Hurricane Sandy couldn’t stop Jimmy Fallon or David Letterman — just their audiences.
On Monday afternoon, ss the huge storm headed toward the Big Apple and surrounding areas — leading to some mandatory evacuations, massive power outages, a complete transit shutdown and flooding, with several deaths reported — the late night hosts persevered with their scheduled Monday tapings.
For the first time ever, though, both Fallon, 38, and Letterman, 65, taped their respective programs without a live studio audience.
Fallon performed his opening monologue on the desolate, wet and windy street just outside 30 Rock and Radio City Music Hall in midtown Manhattan. “I’m hoping, if you’re watching, you are at home, you are safe, you’re warm . . . but we’re here,” said Fallon, whose celeb guests included Seth Meyers, Padma Lakshmi, director Robert Zemeckis and band Imagine Dragons.

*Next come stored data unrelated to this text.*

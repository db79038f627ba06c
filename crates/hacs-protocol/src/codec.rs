//! JSON text codec for gateway frames
//!
//! Decoding happens in two steps so the session can tell a corrupt frame
//! (fatal for the connection) from a message it simply does not understand
//! (logged and skipped).

use serde::Deserialize;
use serde_json::Value;

use crate::error::ProtocolError;
use crate::message::{GatewayMessage, MessageType};

/// Encode a message as a JSON text frame
pub fn encode_message(message: &GatewayMessage) -> Result<String, ProtocolError> {
    serde_json::to_string(message).map_err(ProtocolError::Encode)
}

/// Decode a JSON text frame into a message
pub fn decode_message(text: &str) -> Result<GatewayMessage, ProtocolError> {
    let value: Value =
        serde_json::from_str(text).map_err(|e| ProtocolError::Malformed(e.to_string()))?;

    let kind = match value.get("type") {
        Some(Value::String(kind)) => kind.clone(),
        Some(_) => {
            return Err(ProtocolError::Malformed(
                "`type` field is not a string".to_string(),
            ))
        }
        None => return Err(ProtocolError::Malformed("missing `type` field".to_string())),
    };

    let Some(msg_type) = MessageType::from_wire(&kind) else {
        return Err(ProtocolError::UnknownMessageType(kind));
    };

    GatewayMessage::deserialize(&value).map_err(|source| {
        let req_id = match msg_type {
            MessageType::Act => value
                .get("req_id")
                .and_then(Value::as_str)
                .map(str::to_owned),
            _ => None,
        };
        ProtocolError::InvalidPayload {
            kind,
            req_id,
            source,
        }
    })
}
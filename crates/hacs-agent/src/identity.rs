//! Device identity management
//!
//! Each installation owns one Ed25519 keypair that identifies the device to
//! the pairing service. The keypair is generated on first start and reused
//! on every later start until it is explicitly wiped.
//!
//! Layout of the identity directory (owner-only permissions on Unix):
//! - `device.key`: 64 bytes, secret seed followed by the public key
//! - `device.pub`: 32 bytes, the public key

use std::fmt;
use std::io::{self, Write};
use std::path::{Path, PathBuf};

use ed25519_dalek::{SigningKey, VerifyingKey, KEYPAIR_LENGTH, PUBLIC_KEY_LENGTH};
use rand::rngs::OsRng;
use sha2::{Digest, Sha256};
use zeroize::Zeroizing;

use hacs_core::error::IdentityError;

/// File name of the private key inside the identity directory
pub const PRIVATE_KEY_FILE: &str = "device.key";

/// File name of the public key inside the identity directory
pub const PUBLIC_KEY_FILE: &str = "device.pub";

/// The device's Ed25519 keypair
pub struct DeviceIdentity {
    signing_key: SigningKey,
}

impl DeviceIdentity {
    /// Generate a fresh random keypair
    pub fn generate() -> Self {
        Self {
            signing_key: SigningKey::generate(&mut OsRng),
        }
    }

    /// Public key
    pub fn verifying_key(&self) -> VerifyingKey {
        self.signing_key.verifying_key()
    }

    /// Raw public key bytes
    pub fn public_key_bytes(&self) -> [u8; PUBLIC_KEY_LENGTH] {
        self.verifying_key().to_bytes()
    }

    /// Lowercase hex of the public key, as sent to the pairing service
    pub fn public_key_hex(&self) -> String {
        hex::encode(self.public_key_bytes())
    }

    /// Short identifier for logs (first 16 hex chars of SHA-256 of the public key)
    pub fn fingerprint(&self) -> String {
        let digest = Sha256::digest(self.public_key_bytes());
        hex::encode(&digest[..8])
    }

    fn keypair_bytes(&self) -> Zeroizing<[u8; KEYPAIR_LENGTH]> {
        Zeroizing::new(self.signing_key.to_keypair_bytes())
    }
}

impl fmt::Debug for DeviceIdentity {
    fn fmt(&self, f: &mut fmt::Formatter<'_>) -> fmt::Result {
        f.debug_struct("DeviceIdentity")
            .field("fingerprint", &self.fingerprint())
            .finish_non_exhaustive()
    }
}

/// Persistent storage for the device keypair
#[derive(Debug, Clone)]
pub struct IdentityStore {
    dir: PathBuf,
}

impl IdentityStore {
    /// Store rooted at `dir` (created on first use)
    pub fn new(dir: impl Into<PathBuf>) -> Self {
        Self { dir: dir.into() }
    }

    /// Identity directory
    pub fn dir(&self) -> &Path {
        &self.dir
    }

    /// Path of `device.key`
    pub fn private_key_path(&self) -> PathBuf {
        self.dir.join(PRIVATE_KEY_FILE)
    }

    /// Path of `device.pub`
    pub fn public_key_path(&self) -> PathBuf {
        self.dir.join(PUBLIC_KEY_FILE)
    }

    /// Load the persisted keypair, generating and persisting one if none exists.
    ///
    /// Persisted key material that cannot be read, has the wrong size, or
    /// does not form a consistent keypair is an error; it is never silently
    /// replaced. A missing `device.pub` is re-derived from `device.key`.
    pub fn load_or_create(&self) -> Result<DeviceIdentity, IdentityError> {
        let private_path = self.private_key_path();
        let public_path = self.public_key_path();

        let private = read_key_file(&private_path, KEYPAIR_LENGTH)?;
        let public = read_key_file(&public_path, PUBLIC_KEY_LENGTH)?;

        match (private, public) {
            (None, None) => self.create(),
            (None, Some(_)) => Err(IdentityError::MissingPrivateKey { path: private_path }),
            (Some(private), public) => {
                let keypair = <&[u8; KEYPAIR_LENGTH]>::try_from(private.as_slice()).map_err(
                    |_| IdentityError::Corrupt {
                        path: private_path.clone(),
                        expected: KEYPAIR_LENGTH,
                        actual: private.len(),
                    },
                )?;
                let signing_key = SigningKey::from_keypair_bytes(keypair).map_err(|e| {
                    IdentityError::InvalidKey {
                        path: private_path.clone(),
                        reason: e.to_string(),
                    }
                })?;
                let identity = DeviceIdentity { signing_key };

                match public {
                    Some(public) if public.as_slice() == identity.public_key_bytes().as_slice() => {}
                    Some(_) => return Err(IdentityError::Mismatch { path: public_path }),
                    None => {
                        tracing::warn!(
                            "Public key missing at {:?}, re-deriving it from the private key",
                            public_path
                        );
                        write_key_file(&public_path, &identity.public_key_bytes())?;
                    }
                }

                tracing::info!("Loaded existing device keys ({})", identity.fingerprint());
                Ok(identity)
            }
        }
    }

    /// Remove both key files. The next `load_or_create` generates a new identity.
    pub fn wipe(&self) -> Result<(), IdentityError> {
        for path in [self.private_key_path(), self.public_key_path()] {
            match std::fs::remove_file(&path) {
                Ok(()) => tracing::info!("Removed {:?}", path),
                Err(e) if e.kind() == io::ErrorKind::NotFound => {}
                Err(source) => return Err(IdentityError::Io { path, source }),
            }
        }
        Ok(())
    }

    fn create(&self) -> Result<DeviceIdentity, IdentityError> {
        create_private_dir(&self.dir).map_err(|source| IdentityError::Io {
            path: self.dir.clone(),
            source,
        })?;

        let identity = DeviceIdentity::generate();
        write_key_file(&self.private_key_path(), identity.keypair_bytes().as_slice())?;
        write_key_file(&self.public_key_path(), &identity.public_key_bytes())?;

        tracing::info!(
            "Generated new device keys ({}) in {:?}",
            identity.fingerprint(),
            self.dir
        );
        Ok(identity)
    }
}

/// Read a key file, `Ok(None)` if it does not exist
fn read_key_file(
    path: &Path,
    expected: usize,
) -> Result<Option<Zeroizing<Vec<u8>>>, IdentityError> {
    let meta = match std::fs::symlink_metadata(path) {
        Ok(meta) => meta,
        Err(e) if e.kind() == io::ErrorKind::NotFound => return Ok(None),
        Err(source) => {
            return Err(IdentityError::Io {
                path: path.to_path_buf(),
                source,
            })
        }
    };

    if meta.file_type().is_symlink() {
        return Err(IdentityError::Symlink {
            path: path.to_path_buf(),
        });
    }

    let bytes = Zeroizing::new(std::fs::read(path).map_err(|source| IdentityError::Io {
        path: path.to_path_buf(),
        source,
    })?);

    if bytes.len() != expected {
        return Err(IdentityError::Corrupt {
            path: path.to_path_buf(),
            expected,
            actual: bytes.len(),
        });
    }

    Ok(Some(bytes))
}

/// Create a new key file readable and writable by the owner only
fn write_key_file(path: &Path, bytes: &[u8]) -> Result<(), IdentityError> {
    let io_err = |source| IdentityError::Io {
        path: path.to_path_buf(),
        source,
    };

    #[cfg(unix)]
    let mut file = {
        use std::os::unix::fs::OpenOptionsExt;
        std::fs::OpenOptions::new()
            .write(true)
            .create_new(true)
            .mode(0o600)
            .open(path)
            .map_err(io_err)?
    };

    #[cfg(not(unix))]
    let mut file = std::fs::OpenOptions::new()
        .write(true)
        .create_new(true)
        .open(path)
        .map_err(io_err)?;

    file.write_all(bytes).map_err(io_err)?;
    file.sync_all().map_err(io_err)?;
    Ok(())
}

fn create_private_dir(dir: &Path) -> io::Result<()> {
    #[cfg(unix)]
    {
        use std::os::unix::fs::DirBuilderExt;
        std::fs::DirBuilder::new()
            .recursive(true)
            .mode(0o700)
            .create(dir)
    }

    #[cfg(not(unix))]
    {
        std::fs::create_dir_all(dir)
    }
}
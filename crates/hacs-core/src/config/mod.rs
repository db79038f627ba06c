//! Configuration management for the HACS agent

mod agent;
mod backoff;
pub mod serde_utils;

pub use agent::{default_identity_dir, AgentConfig, DEFAULT_ENGINE_URL, DEFAULT_PAIRING_URL};
pub use backoff::BackoffConfig;

use crate::error::ConfigError;
use std::path::{Path, PathBuf};

/// Get the default configuration directory
pub fn default_config_dir() -> PathBuf {
    dirs::config_dir()
        .unwrap_or_else(|| PathBuf::from("."))
        .join("hacs")
}

/// Get the default agent configuration file path
pub fn default_config_path() -> PathBuf {
    default_config_dir().join("agent.toml")
}

/// Load configuration from a file
pub fn load_config<T: serde::de::DeserializeOwned>(path: &Path) -> Result<T, ConfigError> {
    if !path.exists() {
        return Err(ConfigError::NotFound(path.to_path_buf()));
    }

    let content = std::fs::read_to_string(path)
        .map_err(|e| ConfigError::Invalid(format!("Failed to read config: {}", e)))?;

    let config: T = toml::from_str(&content)?;
    Ok(config)
}
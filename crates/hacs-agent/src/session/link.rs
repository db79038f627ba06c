//! Result routing between relays and the live connection
//!
//! Every connection gets a [`ResultLink`] tagged with its generation. A relay
//! captures the link that was current when its `act` arrived and, once the
//! engine answers, delivers only if that link is still the current one. A
//! result for a connection that has since been replaced is dropped.

use std::sync::{PoisonError, RwLock};

use tokio::sync::mpsc;

use hacs_core::Generation;
use hacs_protocol::GatewayMessage;

/// Outbound result lane of one connection
#[derive(Debug, Clone)]
pub struct ResultLink {
    generation: Generation,
    tx: mpsc::Sender<GatewayMessage>,
}

impl ResultLink {
    /// Bind a result lane to the connection generation it belongs to
    pub fn new(generation: Generation, tx: mpsc::Sender<GatewayMessage>) -> Self {
        Self { generation, tx }
    }

    pub fn generation(&self) -> Generation {
        self.generation
    }
}

/// Outcome of handing a result to the connection
#[derive(Debug, Clone, Copy, PartialEq, Eq)]
pub enum Delivery {
    /// Queued for the writer of the originating connection
    Queued,
    /// The originating connection is gone; `current` is its replacement, if any
    Stale { current: Option<Generation> },
    /// The originating connection is still current but its writer has exited
    Closed,
    /// The result lane was full and the message was dropped
    Full,
}

/// Holds the result link of the current connection
#[derive(Debug, Default)]
pub struct LinkRegistry {
    current: RwLock<Option<ResultLink>>,
}

impl LinkRegistry {
    pub fn new() -> Self {
        Self::default()
    }

    /// Make `link` the current one, replacing any previous link
    pub fn install(&self, link: ResultLink) {
        let mut current = self.current.write().unwrap_or_else(PoisonError::into_inner);
        *current = Some(link);
    }

    /// Clear the current link if it still belongs to `generation`
    pub fn clear(&self, generation: Generation) {
        let mut current = self.current.write().unwrap_or_else(PoisonError::into_inner);
        if current
            .as_ref()
            .is_some_and(|link| link.generation == generation)
        {
            *current = None;
        }
    }

    /// Snapshot of the current link
    pub fn current(&self) -> Option<ResultLink> {
        self.current
            .read()
            .unwrap_or_else(PoisonError::into_inner)
            .clone()
    }

    pub fn current_generation(&self) -> Option<Generation> {
        self.current().map(|link| link.generation)
    }

    /// Deliver `msg` through `link` if it is still the current connection.
    ///
    /// The lock is released before awaiting queue capacity; a rotation that
    /// happens while waiting is caught because the old writer's receiver is
    /// dropped and the send fails.
    pub async fn deliver(&self, link: &ResultLink, msg: GatewayMessage) -> Delivery {
        let current = self.current_generation();
        if current != Some(link.generation) {
            return Delivery::Stale { current };
        }

        match link.tx.send(msg).await {
            Ok(()) => Delivery::Queued,
            Err(_) => self.closed_outcome(link),
        }
    }

    /// Like [`deliver`](Self::deliver) but never waits for queue capacity
    pub fn try_deliver(&self, link: &ResultLink, msg: GatewayMessage) -> Delivery {
        let current = self.current_generation();
        if current != Some(link.generation) {
            return Delivery::Stale { current };
        }

        match link.tx.try_send(msg) {
            Ok(()) => Delivery::Queued,
            Err(mpsc::error::TrySendError::Full(_)) => Delivery::Full,
            Err(mpsc::error::TrySendError::Closed(_)) => self.closed_outcome(link),
        }
    }

    fn closed_outcome(&self, link: &ResultLink) -> Delivery {
        match self.current_generation() {
            Some(generation) if generation == link.generation => Delivery::Closed,
            current => Delivery::Stale { current },
        }
    }
}
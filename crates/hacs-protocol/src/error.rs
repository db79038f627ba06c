//! Protocol error types

use thiserror::Error;

/// Errors that can occur while encoding or decoding gateway frames
#[derive(Error, Debug)]
pub enum ProtocolError {
    /// Frame is not a JSON object with a string `type` field
    #[error("Malformed frame: {0}")]
    Malformed(String),

    /// Well-formed frame with a `type` this agent does not understand
    #[error("Unknown message type: {0}")]
    UnknownMessageType(String),

    /// Known message type whose fields failed to decode.
    ///
    /// `req_id` is set for an `act` that still carries a usable correlation
    /// id, so the session can answer it.
    #[error("Invalid {kind} message: {source}")]
    InvalidPayload {
        kind: String,
        req_id: Option<String>,
        #[source]
        source: serde_json::Error,
    },

    /// Serialization of an outbound message failed
    #[error("Failed to encode message: {0}")]
    Encode(#[source] serde_json::Error),
}

impl ProtocolError {
    /// Whether the error means the byte stream itself can no longer be trusted.
    ///
    /// Unknown or invalid messages are skipped by the session; a malformed
    /// frame ends the read loop.
    pub fn is_fatal(&self) -> bool {
        matches!(self, ProtocolError::Malformed(_))
    }
}
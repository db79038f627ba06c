//! hacs-core: Core abstractions and configuration for the HACS device agent
//!
//! This crate provides shared types, the error taxonomy, the local engine
//! trait, and configuration structures used by the agent.

pub mod config;
pub mod error;
pub mod traits;
pub mod types;

pub use traits::IntentEngine;
pub use types::{ConnectionState, DeviceId, Generation, SessionStatus};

“All of our guests came,” Fallon said incredulously, “which was big for us. We were worried that we weren’t going to get guests, but we got some good ones here.”
“Theater owners had to cancel all Broadway shows today,” Fallon explained, joking, “Many performers were having trouble making it into the city. You could tell by that one show, Blue Man Guy.”
Just as Fallon was accompanied by in-house band The Roots, Letterman had Paul Schaffer by his side for Monday’s audience-free Late Show.
“We’re in the middle of Hurricane Sandy and we have no studio audience,” Letterman said, “but we do have quite a show for you tonight. Thank you for joining us in the Ed Sullivan Shelter.”
“If I were home, I’d be boarding up your television sets, because this is the stuff that’s gonna hurt somebody,” Letterman joked, and introduced a funny Top 10 Rejected Names for the Storm, including: Al Frankenstorm, Trumpical Storm, Wetzilla, iPaddle and Oprah Windy.
Letterman’s celeb guest was Flight‘s Denzel Washington, who appeared in a yellow rain slicker. “Only for you, Dave . . . I swam.”